--- DATASET CONTENT ---

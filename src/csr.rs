//! Incremental CSR assembly
//!
//! Rows are appended one genome at a time. Column indices and values live in
//! two [`GrowableBuffer`]s that always share capacity and length; when a row
//! does not fit they are reallocated to `max(needed, 2 * capacity)`, which
//! keeps the total copy work linear in the final number of entries.

use crate::error::{KmxError, Result};
use crate::resolver::ResolvedRow;
use tracing::debug;

/// Fixed-capacity buffer with an explicit growth step.
///
/// Unlike a plain `Vec`, capacity only changes through [`GrowableBuffer::grow_to`],
/// so the reallocation policy stays visible to the caller.
#[derive(Debug, Clone)]
pub struct GrowableBuffer<T: Copy> {
    data: Vec<T>,
    capacity: usize,
}

impl<T: Copy> GrowableBuffer<T> {
    pub fn with_capacity(capacity: usize) -> Result<Self> {
        Ok(Self {
            data: allocate(capacity)?,
            capacity,
        })
    }

    pub fn capacity(&self) -> usize {
        self.capacity
    }

    pub fn len(&self) -> usize {
        self.data.len()
    }

    pub fn is_empty(&self) -> bool {
        self.data.is_empty()
    }

    pub fn remaining(&self) -> usize {
        self.capacity - self.data.len()
    }

    pub fn as_slice(&self) -> &[T] {
        &self.data
    }

    /// Reallocate to `new_capacity`, copying the written prefix. No-op when not larger.
    pub fn grow_to(&mut self, new_capacity: usize) -> Result<()> {
        if new_capacity <= self.capacity {
            return Ok(());
        }
        let mut grown = allocate(new_capacity)?;
        grown.extend_from_slice(&self.data);
        self.data = grown;
        self.capacity = new_capacity;
        Ok(())
    }

    /// Append without reallocating.
    ///
    /// # Panics
    /// If `items` does not fit in the remaining capacity.
    pub fn extend_within_capacity(&mut self, items: &[T]) {
        assert!(
            items.len() <= self.remaining(),
            "append of {} items exceeds remaining capacity {}",
            items.len(),
            self.remaining()
        );
        self.data.extend_from_slice(items);
    }

    /// Drop unused capacity and hand out exactly the written entries
    pub fn into_trimmed(mut self) -> Vec<T> {
        self.data.shrink_to_fit();
        self.data
    }
}

fn allocate<T>(capacity: usize) -> Result<Vec<T>> {
    let mut data = Vec::new();
    data.try_reserve_exact(capacity).map_err(|_| KmxError::OutOfMemory(capacity))?;
    Ok(data)
}

/// Finished matrix in compressed sparse row layout
#[derive(Debug, Clone, PartialEq)]
pub struct CsrMatrix {
    /// Non-zero values
    pub data: Vec<f32>,
    /// Column index of each value
    pub indices: Vec<u32>,
    /// Row pointer, `n_rows + 1` entries
    pub indptr: Vec<u64>,
    pub n_rows: usize,
    pub n_cols: usize,
}

impl CsrMatrix {
    pub fn nnz(&self) -> usize {
        self.data.len()
    }

    pub fn shape(&self) -> (usize, usize) {
        (self.n_rows, self.n_cols)
    }

    /// Column indices and values of row `i`
    pub fn row(&self, i: usize) -> (&[u32], &[f32]) {
        let start = self.indptr[i] as usize;
        let end = self.indptr[i + 1] as usize;
        (&self.indices[start..end], &self.data[start..end])
    }

    pub fn row_nnz(&self, i: usize) -> usize {
        (self.indptr[i + 1] - self.indptr[i]) as usize
    }

    /// Value at (row, col), zero when absent
    pub fn get(&self, row: usize, col: u32) -> f32 {
        let (cols, vals) = self.row(row);
        cols.iter().position(|&c| c == col).map(|p| vals[p]).unwrap_or(0.0)
    }
}

/// Owns the growing CSR buffers for one matrix build
#[derive(Debug)]
pub struct CsrAccumulator {
    indptr: Vec<u64>,
    column: GrowableBuffer<u32>,
    value: GrowableBuffer<f32>,
    n_cols: usize,
    growth_events: usize,
}

impl CsrAccumulator {
    pub fn new(initial_capacity: usize, n_cols: usize) -> Result<Self> {
        Ok(Self {
            indptr: vec![0],
            column: GrowableBuffer::with_capacity(initial_capacity)?,
            value: GrowableBuffer::with_capacity(initial_capacity)?,
            n_cols,
            growth_events: 0,
        })
    }

    /// Append `row` as the next matrix row
    pub fn push_row(&mut self, row: &ResolvedRow) -> Result<()> {
        let size = row.len();
        let position = self.column.len();
        let new_size = position + size;

        if new_size > self.column.capacity() {
            let new_capacity = new_size.max(self.column.capacity().saturating_mul(2));
            debug!(
                old_capacity = self.column.capacity(),
                new_capacity,
                row = self.n_rows(),
                "Growing CSR buffers"
            );
            self.column.grow_to(new_capacity)?;
            self.value.grow_to(new_capacity)?;
            self.growth_events += 1;
        }

        debug_assert!(row.columns().iter().all(|&c| (c as usize) < self.n_cols));
        self.column.extend_within_capacity(row.columns());
        self.value.extend_within_capacity(row.values());
        self.indptr.push(new_size as u64);
        Ok(())
    }

    pub fn n_rows(&self) -> usize {
        self.indptr.len() - 1
    }

    pub fn n_cols(&self) -> usize {
        self.n_cols
    }

    /// Entries written so far, equal to the last row pointer
    pub fn nnz(&self) -> usize {
        self.column.len()
    }

    pub fn capacity(&self) -> usize {
        self.column.capacity()
    }

    pub fn growth_events(&self) -> usize {
        self.growth_events
    }

    pub fn indptr(&self) -> &[u64] {
        &self.indptr
    }

    /// Trim to the used length and return the matrix
    pub fn finish(self) -> CsrMatrix {
        let n_rows = self.n_rows();
        CsrMatrix {
            data: self.value.into_trimmed(),
            indices: self.column.into_trimmed(),
            indptr: self.indptr,
            n_rows,
            n_cols: self.n_cols,
        }
    }
}

#[cfg(test)]
mod tests {
    use super::*;
    use proptest::prelude::*;

    fn row(pairs: &[(u32, f32)]) -> ResolvedRow {
        ResolvedRow::from_pairs(pairs.iter().copied())
    }

    #[test]
    fn test_buffer_growth_preserves_prefix() {
        let mut buf = GrowableBuffer::with_capacity(2).unwrap();
        buf.extend_within_capacity(&[1u32, 2]);
        buf.grow_to(5).unwrap();
        assert_eq!(buf.capacity(), 5);
        assert_eq!(buf.as_slice(), &[1, 2]);
        buf.extend_within_capacity(&[3, 4, 5]);
        assert_eq!(buf.remaining(), 0);

        buf.grow_to(3).unwrap();
        assert_eq!(buf.capacity(), 5);
        assert_eq!(buf.into_trimmed(), vec![1, 2, 3, 4, 5]);
    }

    #[test]
    #[should_panic(expected = "exceeds remaining capacity")]
    fn test_buffer_overflow_panics() {
        let mut buf = GrowableBuffer::with_capacity(1).unwrap();
        buf.extend_within_capacity(&[1u8, 2]);
    }

    #[test]
    fn test_empty_row_repeats_pointer() {
        let mut acc = CsrAccumulator::new(4, 3).unwrap();
        acc.push_row(&row(&[(0, 3.0), (1, 1.0)])).unwrap();
        acc.push_row(&row(&[])).unwrap();

        let m = acc.finish();
        assert_eq!(m.indptr, vec![0, 2, 2]);
        assert_eq!(m.indices.len(), 2);
        assert_eq!(m.data.len(), 2);
        assert_eq!(m.shape(), (2, 3));
        assert_eq!(m.row_nnz(1), 0);
    }

    #[test]
    fn test_growth_from_small_capacity() {
        let mut acc = CsrAccumulator::new(4, 10).unwrap();
        let pairs: Vec<(u32, f32)> = (0..10).map(|i| (i, (i + 1) as f32)).collect();
        acc.push_row(&row(&pairs)).unwrap();

        assert!(acc.capacity() >= 10);
        assert_eq!(acc.growth_events(), 1);
        let m = acc.finish();
        assert_eq!(m.indices, (0..10).collect::<Vec<u32>>());
        assert_eq!(m.data[9], 10.0);
    }

    #[test]
    fn test_growth_doubles_capacity() {
        let mut acc = CsrAccumulator::new(4, 8).unwrap();
        acc.push_row(&row(&[(0, 1.0), (1, 1.0), (2, 1.0)])).unwrap();
        acc.push_row(&row(&[(3, 1.0), (4, 1.0)])).unwrap();
        assert_eq!(acc.capacity(), 8);
        assert_eq!(acc.nnz(), 5);
    }

    #[test]
    fn test_zero_initial_capacity() {
        let mut acc = CsrAccumulator::new(0, 2).unwrap();
        acc.push_row(&row(&[(1, 2.0)])).unwrap();
        assert_eq!(acc.capacity(), 1);
        let m = acc.finish();
        assert_eq!(m.get(0, 1), 2.0);
        assert_eq!(m.get(0, 0), 0.0);
    }

    proptest! {
        #[test]
        fn prop_indptr_matches_appends(
            sizes in proptest::collection::vec(0usize..40, 0..30),
            initial in 0usize..16,
        ) {
            let n_cols = 64u32;
            let mut acc = CsrAccumulator::new(initial, n_cols as usize).unwrap();
            let mut expected_cols = Vec::new();
            for (r, &size) in sizes.iter().enumerate() {
                let pairs: Vec<(u32, f32)> = (0..size)
                    .map(|j| (((r + j) as u32) % n_cols, (j + 1) as f32))
                    .collect();
                expected_cols.extend(pairs.iter().map(|p| p.0));
                acc.push_row(&row(&pairs)).unwrap();
                prop_assert!(acc.capacity() >= acc.nnz());
            }

            let m = acc.finish();
            prop_assert_eq!(m.indptr.len(), sizes.len() + 1);
            prop_assert_eq!(m.indptr[0], 0);
            prop_assert!(m.indptr.windows(2).all(|w| w[0] <= w[1]));
            prop_assert_eq!(*m.indptr.last().unwrap() as usize, m.indices.len());
            prop_assert_eq!(m.indices.len(), m.data.len());
            prop_assert_eq!(m.indices, expected_cols);
            prop_assert!(m.data.iter().all(|&v| v >= 1.0));
        }
    }
}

--- TASK DIRECTIONS ---
From the records given above, copy all lines containing "KmxError".

--- ANSWER BOX ---
use crate::error::{KmxError, Result};
    data.try_reserve_exact(capacity).map_err(|_| KmxError::OutOfMemory(capacity))?;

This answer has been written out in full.